Limite da Vida - Capítulo 05
Lícia e Mitra se levantam e vão juntas para dentro do convento, caminhando com uma lamparina na mão, enquanto tudo está escuro.
Mitra: Esse lugar me dá arrepios, sinto uma energia tão pesada.
Lícia: E ainda tem dúvidas se vai embora ou se fica.
As duas andam juntas até que dão de cara com a madre Lúcia, a luz da lamparina ilumina o rosto da madre de baixo para cima, fazendo com que fique assustadora.
Madre Lúcia: Fora da cama uma hora dessas? O que estavam fazendo lá fora?
Mitra: Nada demais, madre. Estávamos apenas observando a noite.
Lícia: Isso, exatamente isso.
Lícia pega o braço de Mitra.
Lícia: Agora vamos nos deitar, madre. Não queríamos ter perturbado a senhora, perdão. Com licença.

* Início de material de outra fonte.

// Copyright (c) 2026 100monkeys.ai
// SPDX-License-Identifier: AGPL-3.0

//! Declared desired state of one managed ensemble.
//!
//! The spec is authored by the user and consumed read-only by the reconciler.
//! Validation is structural only; drift between spec and observed state is the
//! reconciler's business, not an error here.

use std::path::PathBuf;
use std::time::Duration;

use serde::{Deserialize, Serialize};
use thiserror::Error;

/// Deadline for establishing an ensemble client connection.
pub const DEFAULT_DIAL_TIMEOUT: Duration = Duration::from_secs(5);

/// Deadline attached to every ensemble membership RPC.
pub const DEFAULT_REQUEST_TIMEOUT: Duration = Duration::from_secs(5);

#[derive(Debug, Error, PartialEq, Eq)]
pub enum SpecError {
    #[error("cluster size must be a positive odd number, got {0}")]
    InvalidSize(i32),

    #[error("cluster version must not be empty")]
    EmptyVersion,
}

/// Desired state for one cluster.
#[derive(Debug, Clone, Serialize, Deserialize)]
#[serde(rename_all = "camelCase")]
pub struct ClusterSpec {
    /// Desired ensemble size. Must be odd and at least 1.
    pub size: i32,

    /// Desired ensemble image version, e.g. `"3.1.8"`.
    pub version: String,

    /// Backup policy; enables backup-before-recovery and recovery-from-backup.
    #[serde(default, skip_serializing_if = "Option::is_none")]
    pub backup: Option<BackupPolicy>,

    /// Self-hosted mode: members run on the node pool they serve.
    #[serde(default, skip_serializing_if = "Option::is_none")]
    pub self_hosted: Option<SelfHostedPolicy>,

    /// Transport configuration handed to the ensemble client.
    #[serde(default, skip_serializing_if = "Option::is_none")]
    pub tls: Option<TlsConfig>,

    /// Pod-level policy, including the persistent-volume preference.
    #[serde(default, skip_serializing_if = "Option::is_none")]
    pub pod: Option<PodPolicy>,
}

impl ClusterSpec {
    pub fn validate(&self) -> Result<(), SpecError> {
        if self.size < 1 || self.size % 2 == 0 {
            return Err(SpecError::InvalidSize(self.size));
        }
        if self.version.trim().is_empty() {
            return Err(SpecError::EmptyVersion);
        }
        Ok(())
    }

    /// Whether each member is bound to a persistent volume.
    pub fn pv_enabled(&self) -> bool {
        self.pod.as_ref().is_some_and(|p| p.pv.is_some())
    }

    pub fn is_secure_client(&self) -> bool {
        self.tls.as_ref().is_some_and(|t| t.secure_client)
    }

    pub fn is_secure_peer(&self) -> bool {
        self.tls.as_ref().is_some_and(|t| t.secure_peer)
    }
}

/// Backup policy for one cluster.
#[derive(Debug, Clone, Default, Serialize, Deserialize)]
#[serde(rename_all = "camelCase")]
pub struct BackupPolicy {
    /// Periodic backup interval, seconds. 0 disables periodic backups;
    /// on-demand backups before disaster recovery still run.
    #[serde(default)]
    pub backup_interval_seconds: u64,

    /// Number of archived backups to retain. 0 keeps everything.
    #[serde(default)]
    pub max_backups: u32,

    /// Purge the archive prefix when the cluster is deleted.
    #[serde(default)]
    pub auto_delete: bool,
}

/// Marker policy switching the add/remove paths to node-aware variants.
#[derive(Debug, Clone, Default, Serialize, Deserialize)]
#[serde(rename_all = "camelCase")]
pub struct SelfHostedPolicy {
    /// Keep the bootstrap seed pod around after the ensemble forms.
    #[serde(default)]
    pub skip_boot_member_removal: bool,
}

#[derive(Debug, Clone, Default, Serialize, Deserialize)]
#[serde(rename_all = "camelCase")]
pub struct PodPolicy {
    /// Spread members across nodes.
    #[serde(default)]
    pub antiaffinity: bool,

    /// Bind each member to a persistent volume.
    #[serde(default, skip_serializing_if = "Option::is_none")]
    pub pv: Option<PvPolicy>,
}

#[derive(Debug, Clone, Default, Serialize, Deserialize)]
#[serde(rename_all = "camelCase")]
pub struct PvPolicy {
    pub volume_size_in_gb: i64,

    #[serde(default, skip_serializing_if = "Option::is_none")]
    pub storage_class: Option<String>,
}

/// Transport material for the ensemble client. The client and peer channels
/// are secured independently; each flag switches the matching URL scheme to
/// `https`.
#[derive(Debug, Clone, Serialize, Deserialize)]
#[serde(rename_all = "camelCase")]
pub struct TlsConfig {
    #[serde(default)]
    pub secure_client: bool,

    #[serde(default)]
    pub secure_peer: bool,

    pub client_ca_file: PathBuf,
    pub client_cert_file: PathBuf,
    pub client_key_file: PathBuf,
}
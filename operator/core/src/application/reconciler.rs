// Copyright (c) 2026 100monkeys.ai
// SPDX-License-Identifier: AGPL-3.0

//! The reconciliation loop.
//!
//! One [`ClusterReconciler`] instance is the single authority for one managed
//! ensemble. Each tick is a total function from (observed pods and claims,
//! internal state, declared spec) to at most one corrective action issued
//! through the [`StorageOrchestrator`] capability. Three state spaces
//! (runtime pods, consensus membership, persistent volumes) mutate
//! independently underneath it, and the loop couples them under one rule:
//! never destroy the majority in a single step.
//!
//! Ordering inside a tick is load-bearing. A membership RPC always precedes
//! the pod it admits; internal-state mutations that depend on a remote
//! action's success happen only after that action succeeds; and the loop
//! never combines an add and a remove in one tick, because the quorum
//! protocol's reconfiguration safety only holds for single-member changes.
//! Idempotent re-observation on the next tick replaces retry logic.

use std::sync::Arc;
use std::time::Duration;

use k8s_openapi::api::core::v1::{PersistentVolumeClaim, Pod};
use thiserror::Error;
use tracing::{error, info, warn};

use crate::application::backup_manager::{BackupError, BackupManager};
use crate::application::observation::{self, Observation};
use crate::domain::member::{Member, MemberSet};
use crate::domain::naming;
use crate::domain::orchestrator::{
    ClusterEventKind, OrchestratorError, StartPhase, StorageOrchestrator,
};
use crate::domain::spec::{ClusterSpec, SpecError, DEFAULT_REQUEST_TIMEOUT};
use crate::domain::status::{ClusterConditionKind, ClusterStatus};
use crate::domain::volume::{Volume, VolumeSet};

#[derive(Debug, Error)]
pub enum ReconcileError {
    #[error("invalid cluster spec: {0}")]
    Spec(#[from] SpecError),

    #[error(transparent)]
    Orchestrator(#[from] OrchestratorError),

    #[error(transparent)]
    Backup(#[from] BackupError),

    #[error("self-hosted cluster cannot be recovered from disaster")]
    SelfHostedRecovery,

    #[error("reconciler state corrupted: {0}")]
    Internal(String),
}

impl ReconcileError {
    /// Permanent errors are configuration facts; re-running the tick cannot
    /// fix them and the driver should stop retrying.
    pub fn is_permanent(&self) -> bool {
        matches!(self, Self::Spec(_) | Self::SelfHostedRecovery)
    }
}

/// Control loop for one managed ensemble.
pub struct ClusterReconciler {
    name: String,
    namespace: String,
    spec: ClusterSpec,
    members: MemberSet,
    volumes: VolumeSet,
    counter: u32,
    status: ClusterStatus,
    orchestrator: Arc<dyn StorageOrchestrator>,
    backup_manager: Option<BackupManager>,
    request_timeout: Duration,
}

As duas correm para o quarto.
Mitra: Que horror, ela parecia mais uma assombração parada daquele jeito no corredor.
Lícia: Eu tomei um susto, meu coração acelerou de um jeito.
Mitra: Será que ela desconfia de alguma coisa? Da fuga?
Lícia: Não, todas as noviças que sabem estão envolvidas, não iriam contar, e elas são da maior confiança. Ah não ser que…
Mitra: O que foi?
Lícia: Giovanna estava aqui, se lembra? Abaixada, olhando debaixo das camas, se ela não viu as malas seria um milagre.
Mitra: Mas será que ela contou? Ela não faria uma coisa dessas.
Lícia: Ah, você não a conhece como eu conheço, ela com certeza faria uma coisa dessas. Giovanna sempre foi assim, difícil de se confiar. Lembro de uma vez que a madre deixou umas noviças sem comida, como castigo por desobediência.
Mitra: Que horror!
Lícia: É… Mas a gente se reuniu e juntamos alguns pães, algumas frutas, imagina, uma semana sem comer, passariam mal. Ela estava envolvida, fingiu fazer parte do plano conosco, mas de repente a madre descobriu e nos castigou também, a única que ficou sem o castigo foi Giovanna. Não teria como ter descoberto, a não ser se alguém contasse.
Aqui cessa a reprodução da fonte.